%%

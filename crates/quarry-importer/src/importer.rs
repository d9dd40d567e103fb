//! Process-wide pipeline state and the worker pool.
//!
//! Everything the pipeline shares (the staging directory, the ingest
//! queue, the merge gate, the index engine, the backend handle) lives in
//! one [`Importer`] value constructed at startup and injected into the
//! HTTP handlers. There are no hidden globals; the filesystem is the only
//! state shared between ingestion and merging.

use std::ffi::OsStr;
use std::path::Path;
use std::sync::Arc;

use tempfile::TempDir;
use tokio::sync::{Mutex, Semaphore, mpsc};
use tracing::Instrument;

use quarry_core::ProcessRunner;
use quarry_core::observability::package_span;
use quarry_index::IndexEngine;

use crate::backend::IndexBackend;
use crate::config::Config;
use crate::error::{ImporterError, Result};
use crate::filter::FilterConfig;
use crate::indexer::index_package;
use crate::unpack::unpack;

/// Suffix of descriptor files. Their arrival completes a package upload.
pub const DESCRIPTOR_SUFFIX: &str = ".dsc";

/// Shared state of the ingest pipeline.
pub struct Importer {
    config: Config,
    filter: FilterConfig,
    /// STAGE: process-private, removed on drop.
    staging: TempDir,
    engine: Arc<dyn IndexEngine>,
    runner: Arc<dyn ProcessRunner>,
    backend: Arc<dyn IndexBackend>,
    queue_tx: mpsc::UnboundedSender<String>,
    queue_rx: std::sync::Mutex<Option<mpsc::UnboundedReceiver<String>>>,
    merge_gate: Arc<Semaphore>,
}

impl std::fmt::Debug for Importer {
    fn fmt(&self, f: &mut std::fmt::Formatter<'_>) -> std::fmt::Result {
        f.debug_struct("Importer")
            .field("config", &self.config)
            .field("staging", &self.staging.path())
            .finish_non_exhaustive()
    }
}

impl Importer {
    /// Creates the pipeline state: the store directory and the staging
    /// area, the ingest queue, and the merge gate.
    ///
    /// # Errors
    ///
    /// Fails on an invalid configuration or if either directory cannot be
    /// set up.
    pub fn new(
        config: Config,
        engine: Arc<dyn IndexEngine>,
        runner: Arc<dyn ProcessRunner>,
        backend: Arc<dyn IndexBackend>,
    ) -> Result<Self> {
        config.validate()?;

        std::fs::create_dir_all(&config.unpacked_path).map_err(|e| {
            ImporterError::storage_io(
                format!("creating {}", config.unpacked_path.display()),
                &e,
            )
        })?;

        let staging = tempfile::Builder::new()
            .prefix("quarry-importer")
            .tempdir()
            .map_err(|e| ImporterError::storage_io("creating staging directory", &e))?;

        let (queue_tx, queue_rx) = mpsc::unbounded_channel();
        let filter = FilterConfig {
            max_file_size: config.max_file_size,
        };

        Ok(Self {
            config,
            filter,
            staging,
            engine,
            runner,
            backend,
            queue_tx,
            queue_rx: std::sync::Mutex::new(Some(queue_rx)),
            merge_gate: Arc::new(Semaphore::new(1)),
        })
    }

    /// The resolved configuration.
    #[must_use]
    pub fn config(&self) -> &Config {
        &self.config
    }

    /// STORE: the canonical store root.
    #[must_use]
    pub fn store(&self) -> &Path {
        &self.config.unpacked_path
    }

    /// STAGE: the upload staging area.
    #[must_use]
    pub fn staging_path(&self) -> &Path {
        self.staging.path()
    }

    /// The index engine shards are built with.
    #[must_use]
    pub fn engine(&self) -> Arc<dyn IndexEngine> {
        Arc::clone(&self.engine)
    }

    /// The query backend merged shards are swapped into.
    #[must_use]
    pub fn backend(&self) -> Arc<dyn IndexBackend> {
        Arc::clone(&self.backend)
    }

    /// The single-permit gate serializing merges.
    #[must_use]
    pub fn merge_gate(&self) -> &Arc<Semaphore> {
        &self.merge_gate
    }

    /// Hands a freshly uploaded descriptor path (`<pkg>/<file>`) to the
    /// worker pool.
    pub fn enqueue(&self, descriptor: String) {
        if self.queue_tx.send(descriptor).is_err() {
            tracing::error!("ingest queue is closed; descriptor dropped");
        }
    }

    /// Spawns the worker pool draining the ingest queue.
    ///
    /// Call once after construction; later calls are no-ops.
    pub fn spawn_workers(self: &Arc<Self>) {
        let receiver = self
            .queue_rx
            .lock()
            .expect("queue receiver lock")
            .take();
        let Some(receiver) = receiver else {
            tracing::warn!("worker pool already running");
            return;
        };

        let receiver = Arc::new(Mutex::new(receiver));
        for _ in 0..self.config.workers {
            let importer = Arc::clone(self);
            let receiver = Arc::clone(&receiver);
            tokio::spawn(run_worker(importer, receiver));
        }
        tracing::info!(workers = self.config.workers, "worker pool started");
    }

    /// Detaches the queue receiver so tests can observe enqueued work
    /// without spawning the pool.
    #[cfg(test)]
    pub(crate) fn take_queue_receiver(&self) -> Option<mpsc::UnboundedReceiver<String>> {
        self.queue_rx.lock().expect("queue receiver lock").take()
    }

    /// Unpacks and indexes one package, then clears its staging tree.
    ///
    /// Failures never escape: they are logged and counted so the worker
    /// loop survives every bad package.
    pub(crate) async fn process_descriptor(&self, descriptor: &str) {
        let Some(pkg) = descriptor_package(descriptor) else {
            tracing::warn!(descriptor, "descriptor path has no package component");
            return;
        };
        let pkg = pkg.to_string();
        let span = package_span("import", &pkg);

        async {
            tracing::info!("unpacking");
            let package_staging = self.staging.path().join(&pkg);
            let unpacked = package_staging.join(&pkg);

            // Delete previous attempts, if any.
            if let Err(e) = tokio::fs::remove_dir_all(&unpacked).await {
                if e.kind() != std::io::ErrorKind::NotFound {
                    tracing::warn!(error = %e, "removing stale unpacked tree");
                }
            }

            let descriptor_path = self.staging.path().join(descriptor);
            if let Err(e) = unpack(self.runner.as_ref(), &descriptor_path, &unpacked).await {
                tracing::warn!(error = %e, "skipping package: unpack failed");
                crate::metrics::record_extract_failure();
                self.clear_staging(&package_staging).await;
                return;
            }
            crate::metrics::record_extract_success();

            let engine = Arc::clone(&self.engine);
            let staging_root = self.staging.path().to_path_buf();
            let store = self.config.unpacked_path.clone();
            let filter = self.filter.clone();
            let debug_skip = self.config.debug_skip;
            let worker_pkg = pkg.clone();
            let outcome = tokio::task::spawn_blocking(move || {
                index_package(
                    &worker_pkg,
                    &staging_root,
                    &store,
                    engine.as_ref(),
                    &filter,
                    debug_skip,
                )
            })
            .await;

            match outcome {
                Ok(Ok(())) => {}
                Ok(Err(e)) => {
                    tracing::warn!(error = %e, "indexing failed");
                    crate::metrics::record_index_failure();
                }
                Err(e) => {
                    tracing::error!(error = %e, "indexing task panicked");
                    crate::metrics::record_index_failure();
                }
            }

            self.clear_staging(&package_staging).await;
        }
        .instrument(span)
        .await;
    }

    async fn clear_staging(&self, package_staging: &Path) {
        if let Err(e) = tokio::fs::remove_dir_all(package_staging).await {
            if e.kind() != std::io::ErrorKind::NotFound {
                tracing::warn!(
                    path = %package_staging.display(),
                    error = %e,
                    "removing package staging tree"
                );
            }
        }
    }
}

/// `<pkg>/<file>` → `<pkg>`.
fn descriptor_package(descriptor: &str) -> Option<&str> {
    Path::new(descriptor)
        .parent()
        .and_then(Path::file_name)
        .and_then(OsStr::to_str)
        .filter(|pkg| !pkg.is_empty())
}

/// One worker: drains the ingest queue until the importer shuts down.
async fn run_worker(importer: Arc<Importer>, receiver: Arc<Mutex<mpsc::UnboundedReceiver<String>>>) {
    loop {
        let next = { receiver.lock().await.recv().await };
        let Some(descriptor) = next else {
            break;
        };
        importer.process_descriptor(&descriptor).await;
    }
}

%%

_What you need to do_: Beginning with the opening line above, retype the records exactly through the line with "use quarry_core::ProcessRunner;", both ends included.

_Reply_:
filename crates/quarry-importer/src/importer.rs
repository d9dd40d567e103fb
//! Process-wide pipeline state and the worker pool.
//!
//! Everything the pipeline shares (the staging directory, the ingest
//! queue, the merge gate, the index engine, the backend handle) lives in
//! one [`Importer`] value constructed at startup and injected into the
//! HTTP handlers. There are no hidden globals; the filesystem is the only
//! state shared between ingestion and merging.

use std::ffi::OsStr;
use std::path::Path;
use std::sync::Arc;

use tempfile::TempDir;
use tokio::sync::{Mutex, Semaphore, mpsc};
use tracing::Instrument;

use quarry_core::ProcessRunner;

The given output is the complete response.